Poster Presentation Australasian Society for Dermatology Research Annual Scientific Meeting 2024

Spatial transcriptomic signatures in primary melanomas associated with sentinel node positivity. (#105)

Nicholas M Muller 1 2 , Samuel X Tan 1 2 , Chenhao Zhou 2 , Wendy Kao 2 , Nisal Vipulaguna 2 , Mitchell Stark 2 , Quan Nguyen 3 , Kiarash Khosrotehrani 1 2
  1. Dermatology, Princess Alexandra Hospital, Woolloongabba, Queensland, Australia
  2. Frazer Institute, University of Queensland, Woolloongabba, Queensland, Australia
  3. Division of Genetics and Genomics, Institute for Molecular Bioscience, The University of Queensland, St Lucia, Queensland, Australia

Introduction

Sentinel lymph node biopsy (SLNB) is an intermediate assay for locally invasive melanoma that upstages patients with occult nodal metastases for consideration of adjuvant therapy. However, SLNB is an invasive procedure that is unfortunately underperformed in the clinical setting, with only 50% of eligible patients receiving the procedure.
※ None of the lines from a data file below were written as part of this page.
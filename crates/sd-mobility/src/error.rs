use thiserror::Error;

#[derive(Debug, Error)]
pub enum MobilityError {
    #[error("profile has {profile} entries but the path has {path} segments")]
    ProfileMismatch { path: usize, profile: usize },

    #[error("configuration error: {0}")]
    Config(#[from] sd_core::CoreError),
}

pub type MobilityResult<T> = Result<T, MobilityError>;
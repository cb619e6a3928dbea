//! `sd-siding` — the depot siding and what drives it.
//!
//! # Crate layout
//!
//! | Module        | Contents                                                        |
//! |---------------|-----------------------------------------------------------------|
//! | [`record`]    | `SidingRecord`: configuration plus live path/profile/vehicles  |
//! | [`compose`]   | `RouteRequest`, `Composition`, `RouteComposer`                  |
//! | [`scheduler`] | `PopulationScheduler<S>`, `TickOutcome`                         |
//! | [`handoff`]   | `RouteMailbox`, `RouteSender` for deferred delivery             |
//! | [`persist`]   | `SidingSnapshot`, `SidingReplica`, `FieldUpdate`, `SidingUpdate` |
//! | [`error`]     | `SidingError`, `SidingResult<T>`                                |
//!
//! # Lifecycle
//!
//! ```text
//! SidingRecord::new ──set_depot(Some)──▶ default path + home vehicle
//!        │
//!        ├── route_request ─▶ RouteComposer::compose ─▶ Composition
//!        │                        (any thread)              │
//!        │                                            RouteMailbox
//!        │                                                  │
//!        ├── apply_composition ◀──── tick boundary ─────────┘
//!        │
//!        └── PopulationScheduler::tick  (every tick)
//! ```
//!
//! A composition is always applied on the thread that owns the siding, at a
//! tick boundary, so path, profile, and population are never observed half
//! updated.

pub mod compose;
pub mod error;
pub mod handoff;
pub mod persist;
pub mod record;
pub mod scheduler;


pub use compose::{Composition, RouteComposer, RouteRequest};
pub use error::{SidingError, SidingResult};
pub use handoff::{RouteMailbox, RouteSender};
pub use persist::{FieldUpdate, SidingReplica, SidingSnapshot, SidingUpdate};
pub use record::SidingRecord;
pub use scheduler::{PopulationScheduler, SyncSet, TickOutcome};
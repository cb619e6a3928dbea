use sd_core::{AnchorId, CoreError};
use sd_siding::SidingError;
use thiserror::Error;

#[derive(Debug, Error)]
pub enum SimError {
    #[error(transparent)]
    Core(#[from] CoreError),

    #[error("siding {0} added twice")]
    DuplicateSiding(AnchorId),

    #[error("siding error: {0}")]
    Siding(#[from] SidingError),
}

pub type SimResult<T> = Result<T, SimError>;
In this study, we applied spatial transcriptomics to identify gene expression signatures in primary melanoma and evaluate the association of these features with subsequent sentinel node positivity.

 

Methods

This nested case-control series was developed within a cohort of prospectively recruited patients with new diagnoses of primary melanoma in Queensland from October 2010 to October 2014. Of 700 initial patients, we performed pairwise matching according to sentinel node positivity (case) or negativity (control), plus tumour thickness and ulceration and patient sex. For each patient, representative tumour slides were obtained from sections adjacent to the diagnostic biopsy and processed through the Visium CytAssist pipeline (10x Genomics, Pleasanton, USA). Case-control feature differences were pseudobulked and evaluated using linear modelling with precision weighting (limma-voom) for differential gene expression and the Kruskal-Wallis H test for aggregate feature scores.

 

Results

Overall, 18 patients – 9 cases and 9 controls – passed the matching criteria and had available tissue for processing. Cases demonstrated altered expression of the immune-related genes CD8A (log2fold change [logFC]: -0.784; p = 0.047) and CCL18 (logFC: +0.523, p = 0.010)  as well as an increased proportion of mast cells (controls: 0.6%; cases: 1.1%; p = 0.006) relative to controls.

 

Conclusions

Primary melanomas from patients who are SLNB-positive appear to demonstrate a chronically inflamed and immune-cold tumour micro-environment relative to tumours from SLNB-negative patients. Though these findings require validation, they may assist in prognostic classification of locally invasive melanomas, particularly for the large proportion of patients who do not receive a SLNB.